Below are 10 tips to help ensure you have a memorable time camping during the fall!

Bring plenty of blankets and a good sleeping bag

  • Temperatures drop rapidly at night during the fall. When camping outside you are at the mercy of the unpredictable weather. Invest in a good cold-weather sleeping bag. I always like to bring my heaviest quilt or comforter. Small throws are also good for keeping warm by the fire. If a campsite has electricity, occasionally I’ll bring an electric blanket with me to get the bed warm before I clock in for the night.

Make sure to look your tent over

  • Always give your tent a good look-over if you haven’t gone camping in a while. You don’t want to haul a tent on a long camping trip only to set it up and realize there are holes in it…not the best way to stay warm or dry during cool fall weather or rain.

Don’t forget the rain fly for your tent

  • Speaking of tents, be sure to pack your rain fly! The tent rain fly is useful in more ways than just keeping rain out. Putting the rain fly on your tent will help keep the heat in and reduce the wind from blowing into your tent.

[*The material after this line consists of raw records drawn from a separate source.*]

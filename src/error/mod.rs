//! Error types for the Gantry SDK.
//!
//! Every failure surfaces as an [`Error`] whose [`ErrorKind`] tells the
//! caller what went wrong. HTTP error statuses are always translated into one
//! of the API kinds and returned as `Err`, never as a successful response:
//!
//! ```rust,ignore
//! match conn.get("/v1/channels/c1") {
//!     Ok(channel) => println!("{channel}"),
//!     Err(e) if e.kind() == ErrorKind::NotFound => println!("no such channel"),
//!     Err(e) => return Err(e),
//! }
//! ```

mod api;
mod core;
mod kind;

pub use api::{ApiErrorBody, translate};
pub use self::core::Error;
pub use kind::ErrorKind;

/// A specialized `Result` type for Gantry operations.
pub type Result<T> = std::result::Result<T, Error>;
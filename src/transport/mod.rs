//! Transport layer for Gantry communication.
//!
//! - [`ApiRequest`] / [`Body`] / [`FormPart`]: what to send
//! - [`Response`]: a successful response with its body read
//! - `RestTransport`: the blocking reqwest session and retry loop (internal)
//!
//! Users interact with these through [`Connection`](crate::Connection).

mod request;
pub(crate) mod rest;
mod response;

pub use request::{ApiRequest, Body, FormPart};
pub use response::Response;

pub(crate) use request::merge_headers;
pub(crate) use rest::RestTransport;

Pack supplies for your favorite hot drink

  • Hot chocolate, coffee, apple cider or a hot toddy…pick your favorite and run with it! Nothing beats having a warm drink to keep you cozy during the cold nights on a camping trip. My personal favorite includes a bold cup of coffee in the early morning followed up with a creamy mug of hot chocolate at night. Don’t forget the marshmallows!

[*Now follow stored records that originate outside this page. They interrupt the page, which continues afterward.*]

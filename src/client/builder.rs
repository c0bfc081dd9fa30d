//! Connection builder.

use std::time::Duration;

use super::Connection;
use crate::{
    Error,
    auth::Credential,
    config::{ConnectionConfig, RetryConfig, Settings},
    transport::RestTransport,
};

/// Where the connection's credential comes from.
#[derive(Debug, Clone, Default)]
enum CredentialSource {
    /// Resolve from settings at build time.
    #[default]
    Resolve,
    /// Use the given credential.
    Explicit(Credential),
    /// Send requests unauthenticated.
    Anonymous,
}

/// Builder for creating [`Connection`] instances.
///
/// Every setting is optional. Anything not set explicitly is taken from the
/// `GANTRY_*` environment (or from [`settings`](Self::settings) when given),
/// then from built-in defaults.
///
/// ## Example
///
/// ```rust,ignore
/// use gantry::{Connection, Credential, RetryConfig};
/// use std::time::Duration;
///
/// let conn = Connection::builder()
///     .base_url("https://api.gantry.dev")
///     .credential(Credential::bearer("tok_123"))
///     .timeout(Duration::from_secs(10))
///     .max_retry_count(3)
///     .build()?;
/// ```
#[derive(Debug, Default)]
pub struct ConnectionBuilder {
    base_url: Option<String>,
    credential: CredentialSource,
    timeout: Option<Duration>,
    max_retry_count: Option<u32>,
    retry_config: Option<RetryConfig>,
    settings: Option<Settings>,
}

impl ConnectionBuilder {
    /// Creates a new connection builder.
    pub fn new() -> Self {
        Self::default()
    }

    /// Sets the base URL prepended to every request path.
    #[must_use]
    pub fn base_url(mut self, url: impl Into<String>) -> Self {
        self.base_url = Some(url.into());
        self
    }

    /// Sets the credential, skipping environment resolution.
    #[must_use]
    pub fn credential(mut self, credential: Credential) -> Self {
        self.credential = CredentialSource::Explicit(credential);
        self
    }

    /// Sends requests without an `Authorization` header, even if the
    /// environment provides a credential.
    #[must_use]
    pub fn no_credential(mut self) -> Self {
        self.credential = CredentialSource::Anonymous;
        self
    }

    /// Sets the per-attempt timeout.
    #[must_use]
    pub fn timeout(mut self, timeout: Duration) -> Self {
        self.timeout = Some(timeout);
        self
    }

    /// Sets the maximum number of retries for retryable statuses.
    #[must_use]
    pub fn max_retry_count(mut self, count: u32) -> Self {
        self.max_retry_count = Some(count);
        self
    }

    /// Sets the retry policy.
    ///
    /// Its `max_retries` is used unless [`max_retry_count`](Self::max_retry_count)
    /// is also set.
    #[must_use]
    pub fn retry_config(mut self, config: RetryConfig) -> Self {
        self.retry_config = Some(config);
        self
    }

    /// Uses the given settings instead of reading the process environment.
    #[must_use]
    pub fn settings(mut self, settings: Settings) -> Self {
        self.settings = Some(settings);
        self
    }

    /// Resolves the configuration and builds the connection.
    ///
    /// # Errors
    ///
    /// Returns a `Configuration` error if the base URL is invalid or the HTTP
    /// client cannot be created.
    pub fn build(self) -> Result<Connection, Error> {
        let settings = self.settings.unwrap_or_else(Settings::from_env);

        let config = ConnectionConfig::resolve(
            self.base_url,
            self.timeout,
            self.max_retry_count,
            self.retry_config,
            &settings,
        )?;

        let credential = match self.credential {
            CredentialSource::Resolve => Credential::resolve(&settings),
            CredentialSource::Explicit(credential) => Some(credential),
            CredentialSource::Anonymous => None,
        };

        let transport = RestTransport::new(config.retry().clone(), config.timeout())?;

        tracing::debug!(
            base_url = config.base_url(),
            timeout_secs = config.timeout().as_secs(),
            max_retry_count = config.max_retry_count(),
            authenticated = credential.is_some(),
            "connection configured"
        );

        Ok(Connection::from_parts(config, credential, transport))
    }
}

Bring a good light source: lanterns or flashlights

  • When fall officially begins, that means the inevitable early nights are on their way. Slowly, the days begin to get shorter and shorter. This means having a reliable light source while camping is a necessity. Flashlights are easy and convenient; be sure to have new batteries in the flashlight or packed with you. Cody and I are partial to lanterns. We like Coleman fuel or Dietz lamp oil lanterns. Lanterns put off heat so not only are they providing light, they are also keeping you warmer! Make sure to keep your lantern in a well-ventilated area.

 

Warm clothes are a must!

  • Break out the scarves, gloves, toboggans and most importantly–the sweats! Layers are key when camping in cooler weather. The more clothes you have on, the better. The best thing about layering is if you get too hot, you can always take a layer off. Long johns are great for a base layer under your jeans or sweats.

Pack ingredients for chili, soup or a hearty beef stew

  • Now this tip I can’t stress enough…bring ingredients for your favorite fall dish. Nothing beats having a heavy bowl of something delicious after a busy day of exploring. My favorites include chili, potato soup or beef stew. All of these are included with a side of crispy cornbread made in a cast iron skillet over the fire. Most of these soups or stews can be prepped beforehand. I like to cook my ground beef before leaving and combine any spices and herbs in a Ziploc bag.  I also bring a few Tupperware containers to store any leftovers to enjoy the next day.
chili

Chili made in a dutch oven

Plan plenty of activities to stay busy, busy, busy

  • You don’t want to become stagnant when camping. Sitting still for too long will only make your muscles stiff and you’ll end up staying cold instead of warming up, which is vital. Plan activities like hiking, fishing or kayaking to keep your body active. It will help generate heat, plus it will leave you more exhausted at the end of day which more than likely means you’ll be out like a light when it comes time for bed!

Games galore…

  • Continue the activity through the evening by playing a game of your choice. One of my favorites is Farkle. Farkle involves six dice and a variation of rules regarding scoring. Someone rolls the dice and depending on what they roll they may have certain combinations. For example, if someone rolls three dice with three’s on all of them it would mean they have a score of 300. They can set that aside and roll the other three dice. If they don’t get any combo or a one (100 points) or a 5 (50 points), then they lose their points. Other fun camping games include a deck of cards or Uno!

games

Keep your toes warm!

  • There is nothing worse than having cold toes, especially when you’re outside and feel like there is no chance of warming them up! By boiling some water and putting it in a bottle, you can stick it at the bottom of your sleeping bag and it’ll ensure your feet stay warm and toasty! You can also utilize an electric blanket like I mentioned earlier. I always pack a pair of fuzzy socks to slip on after returning to the campsite.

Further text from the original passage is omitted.